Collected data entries
+++++
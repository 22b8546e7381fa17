//! Landscape diversity remarks
//!
//! Area and mean diversity index are bucketed into a fixed matrix of
//! remarks. A remark is either a statement that opens the description or a
//! fragment that prefixes the elevation introduction.

use crate::narrative::utils::text::capitalize_first;

#[derive(Debug, Clone, Copy, PartialEq, Eq)]
pub enum DiversityRemark {
    /// Prefix for the elevation introduction, e.g. "A uniform landscape, ".
    Fragment(&'static str),
    /// Sentence around the polygon subject.
    Statement {
        prefix: &'static str,
        suffix: &'static str,
    },
}

impl DiversityRemark {
    /// Render a statement for a subject; fragments render nothing.
    pub fn statement(&self, subject: &str) -> Option<String> {
        match self {
            DiversityRemark::Statement { prefix, suffix } => {
                Some(capitalize_first(&format!("{}{}{}", prefix, subject, suffix)))
            }
            DiversityRemark::Fragment(_) => None,
        }
    }

    pub fn fragment(&self) -> Option<&'static str> {
        match self {
            DiversityRemark::Fragment(text) => Some(*text),
            DiversityRemark::Statement { .. } => None,
        }
    }
}

/// Upper bounds (exclusive) of the area tiers; larger areas use the last row.
pub const AREA_TIERS: [f64; 4] = [53_000.0, 1e6, 1e7, 1e8];
/// Upper bounds (exclusive) of the diversity tiers; larger values use the last column.
pub const DIVERSITY_TIERS: [f64; 5] = [0.1, 0.5, 1.0, 2.0, 10.0];

use DiversityRemark::{Fragment as F, Statement as S};

const NONE: Option<DiversityRemark> = None;

static REMARKS: [[Option<DiversityRemark>; 6]; 5] = [
    // < 53,000
    [
        Some(F("An area with very uniform landscape, ")),
        Some(F("An area with uniform landscape, ")),
        NONE,
        Some(S { prefix: "", suffix: " has rather high landscape diversity. " }),
        Some(S { prefix: "For such a small area, ", suffix: " has very high landscape diversity. " }),
        Some(S { prefix: "For such a small area, ", suffix: " has extraordinarily high landscape diversity. " }),
    ],
    // 53,000 to 1e6
    [
        Some(F("A very uniform landscape, ")),
        Some(F("A uniform landscape, ")),
        NONE,
        NONE,
        Some(S { prefix: "For a small area, ", suffix: " has very high landscape diversity. " }),
        Some(S { prefix: "For a small area, ", suffix: " has extraordinarily high landscape diversity. " }),
    ],
    // 1e6 to 1e7
    [
        Some(S { prefix: "", suffix: " has extraordinarily low landscape diversity. " }),
        Some(S { prefix: "", suffix: " has very low landscape diversity. " }),
        NONE,
        NONE,
        Some(S { prefix: "", suffix: " is a highly diverse landscape. " }),
        Some(S { prefix: "", suffix: " has extraordinarily high diversity in its landscape. " }),
    ],
    // 1e7 to 1e8
    [
        Some(S { prefix: "For such a large area, ", suffix: " has extraordinarily low diversity in its landscapes. " }),
        Some(S { prefix: "For such a large area, ", suffix: " has very low diversity in its landscapes. " }),
        NONE,
        NONE,
        Some(F("A rather large area with very diverse landscapes, ")),
        Some(F("A rather large area with extraordinarily diverse landscapes, ")),
    ],
    // 1e8 and above
    [
        Some(S { prefix: "For such a large area, ", suffix: " has extraordinarily little diversity in its landscapes. " }),
        Some(S { prefix: "For such a large area, ", suffix: " has very low landscape diversity. " }),
        Some(S { prefix: "", suffix: " has rather low landscape diversity. " }),
        NONE,
        Some(F("A very diverse area, ")),
        Some(F("An extraordinarily diverse area, ")),
    ],
];

fn tier(value: f64, bounds: &[f64]) -> usize {
    bounds.iter().position(|bound| value < *bound).unwrap_or(bounds.len())
}

/// Diversity remark for a polygon's area and mean diversity index.
pub fn narrate(area: f64, diversity: f64) -> Option<DiversityRemark> {
    REMARKS[tier(area, &AREA_TIERS)][tier(diversity, &DIVERSITY_TIERS)]
}
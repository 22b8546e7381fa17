// Batch description binary
//
// Purpose: describe every polygon of a JSON input file and write the results
// as a JSON array of {id, description, attempts, generated_at}.
// Usage: cargo run --features cli --bin describe_polygons -- <input.json> [output.json]

use std::path::PathBuf;

use anyhow::{bail, Context};
use chrono::Utc;
use serde::Serialize;
use tracing_subscriber::{layer::SubscriberExt, util::SubscriberInitExt};

use geo_describer_rust::{load_polygons, Describer, DescriberConfig, RetryOutcome};

#[derive(Debug, Serialize)]
struct OutputRecord {
    id: i64,
    /// `None` when the polygon was skipped or failed.
    description: Option<String>,
    attempts: u32,
    #[serde(skip_serializing_if = "Option::is_none")]
    error: Option<String>,
    generated_at: String,
}

fn main() -> anyhow::Result<()> {
    tracing_subscriber::registry()
        .with(
            tracing_subscriber::EnvFilter::try_from_default_env()
                .unwrap_or_else(|_| "geo_describer_rust=info,describe_polygons=info,warn".into()),
        )
        .with(tracing_subscriber::fmt::layer())
        .init();

    let mut args = std::env::args().skip(1);
    let Some(input) = args.next().map(PathBuf::from) else {
        bail!("usage: describe_polygons <input.json> [output.json]");
    };
    let output = args.next().map(PathBuf::from);

    // Configuration from environment variables
    let config = DescriberConfig::from_env();
    tracing::info!("Configuration:");
    tracing::info!("  CELL_SIZE: {}", config.cell_size);
    tracing::info!("  MIN_CELLS: {}", config.min_cells);
    tracing::info!("  MAX_ATTEMPTS: {}", config.max_attempts);
    tracing::info!("  SUMMARIES: {}", config.include_summaries);
    tracing::info!("  HTML: {}", config.html);

    let polygons = load_polygons(&input)?;
    tracing::info!("Loaded {} polygons from {}", polygons.len(), input.display());

    let html = config.html;
    let describer = Describer::new(config);
    let records: Vec<OutputRecord> = describer
        .describe_batch(&polygons)
        .into_iter()
        .map(|item| {
            let generated_at = Utc::now().to_rfc3339();
            match item.outcome {
                Ok(RetryOutcome::Described { description, attempts }) => OutputRecord {
                    id: item.id,
                    description: Some(if html { description.to_html() } else { description.text() }),
                    attempts,
                    error: None,
                    generated_at,
                },
                Ok(RetryOutcome::Skipped { attempts, last_error }) => OutputRecord {
                    id: item.id,
                    description: None,
                    attempts,
                    error: Some(last_error.to_string()),
                    generated_at,
                },
                Err(err) => {
                    tracing::warn!(id = item.id, error = %err, "polygon failed");
                    OutputRecord {
                        id: item.id,
                        description: None,
                        attempts: 1,
                        error: Some(err.to_string()),
                        generated_at,
                    }
                }
            }
        })
        .collect();

    let json = serde_json::to_string_pretty(&records).context("Failed to serialize output")?;
    match output {
        Some(path) => {
            std::fs::write(&path, json)
                .with_context(|| format!("Failed to write output: {}", path.display()))?;
            tracing::info!("Wrote {} descriptions to {}", records.len(), path.display());
        }
        None => println!("{}", json),
    }

    Ok(())
}
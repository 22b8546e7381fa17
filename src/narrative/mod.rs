//! Narrative synthesis
//!
//! Renders ordered class records as paragraph text:
//! - generator: orchestration and the `Description` result
//! - sections: one paragraph generator per layer
//! - diversity: area/diversity remark that opens the description
//! - gradient: elevation-temperature sentence
//! - summary: per-layer share digests
//! - utils: dictionaries, threshold ladders, text helpers

pub mod diversity;
pub mod generator;
pub mod gradient;
pub mod sections;
pub mod summary;
pub mod utils;

pub use generator::{Description, NarrativeSynthesizer, PARAGRAPH_BREAK, TOO_SMALL_SENTENCE};
pub use sections::SynthesisState;
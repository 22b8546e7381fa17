//! Cell counts to percentages of the layer total.

use crate::error::{DescribeError, Result};
use crate::types::{ClassDistribution, ClassShare};

/// Convert a layer's cell counts into percentages of the layer total.
///
/// Classes with zero cells are dropped; input order is kept.
pub fn aggregate(distribution: &ClassDistribution) -> Result<Vec<ClassShare>> {
    let total = distribution.total_cells();
    if total == 0 {
        return Err(DescribeError::EmptyDistribution {
            layer: distribution.layer(),
        });
    }

    Ok(distribution
        .classes()
        .iter()
        .filter(|(_, count)| *count > 0)
        .map(|(label, count)| ClassShare {
            label: label.clone(),
            cell_count: *count,
            percent: (*count as f64 * 100.0) / total as f64,
        })
        .collect())
}
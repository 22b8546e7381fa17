//! GeoDescriber Rust Implementation
//!
//! Natural-language descriptions of geographic polygons from classified
//! bioclimate, landform, lithology and land cover layers.
//!
//! Crate layout:
//! - `analysis/`: percentages, significant classes, ordering, zones,
//!   correlations, elevation gradient, aspect
//! - `narrative/`: sentence templates, per-layer paragraphs, diversity remarks
//! - `naming`: proper name and generic noun of a polygon
//! - `data`: JSON input contract
//! - `pipeline`: per-polygon orchestration, retries, parallel batches
//!
//! ```no_run
//! use geo_describer_rust::{load_polygons, Describer, DescriberConfig};
//!
//! let polygons = load_polygons("polygons.json")?;
//! let describer = Describer::new(DescriberConfig::from_env());
//! for item in describer.describe_batch(&polygons) {
//!     println!("{}: {:?}", item.id, item.outcome);
//! }
//! # Ok::<(), anyhow::Error>(())
//! ```

pub mod analysis;
pub mod config;
pub mod data;
pub mod error;
pub mod naming;
pub mod narrative;
pub mod pipeline;
pub mod types;

#[cfg(test)]
pub(crate) mod test_support;

// Re-export commonly used types
pub use config::DescriberConfig;
pub use data::{load_polygons, parse_polygons, ClassInput, LayerInputs, PolygonInput};
pub use error::{DescribeError, Result};
pub use naming::{resolve_name, PolygonName};
pub use narrative::{Description, NarrativeSynthesizer, PARAGRAPH_BREAK, TOO_SMALL_SENTENCE};
pub use pipeline::{describe_with_retry, BatchItem, Describer, RetryOutcome};
pub use types::{ClassRecord, Layer, PolygonContext};
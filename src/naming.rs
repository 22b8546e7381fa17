//! Polygon naming
//!
//! Resolves the proper name of a polygon from its attribute fields and the
//! generic noun used to refer back to it ("the forest", "the mountains").
//!
//! The generic noun comes from a static table of name patterns matched
//! against the lowercased name. Patterns with surrounding spaces only match
//! whole words; the name is padded with a space on both sides before matching
//! so that a word at either end of the name still counts.

use serde_json::{Map, Value};

/// Name used when no attribute carries one.
pub const DEFAULT_NAME: &str = "study area";

/// Attribute-name tokens that mark a name field (compared uppercase).
static NAME_FIELD_TOKENS: &[&str] = &["NAM", "NOM", "NAAM"];

/// One row of the generic noun table.
#[derive(Debug, Clone, Copy, PartialEq, Eq)]
pub struct NameForm {
    pub pattern: &'static str,
    pub noun: &'static str,
    pub singular: &'static str,
    pub plural: &'static str,
}

const DEFAULT_FORM: NameForm = NameForm {
    pattern: "",
    noun: "study area",
    singular: "study area is",
    plural: "study area are",
};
+++++
- **Task statement**
Lines in the entries above that hold "format" should be counted; give only that count.

- **Solution to the problem**
2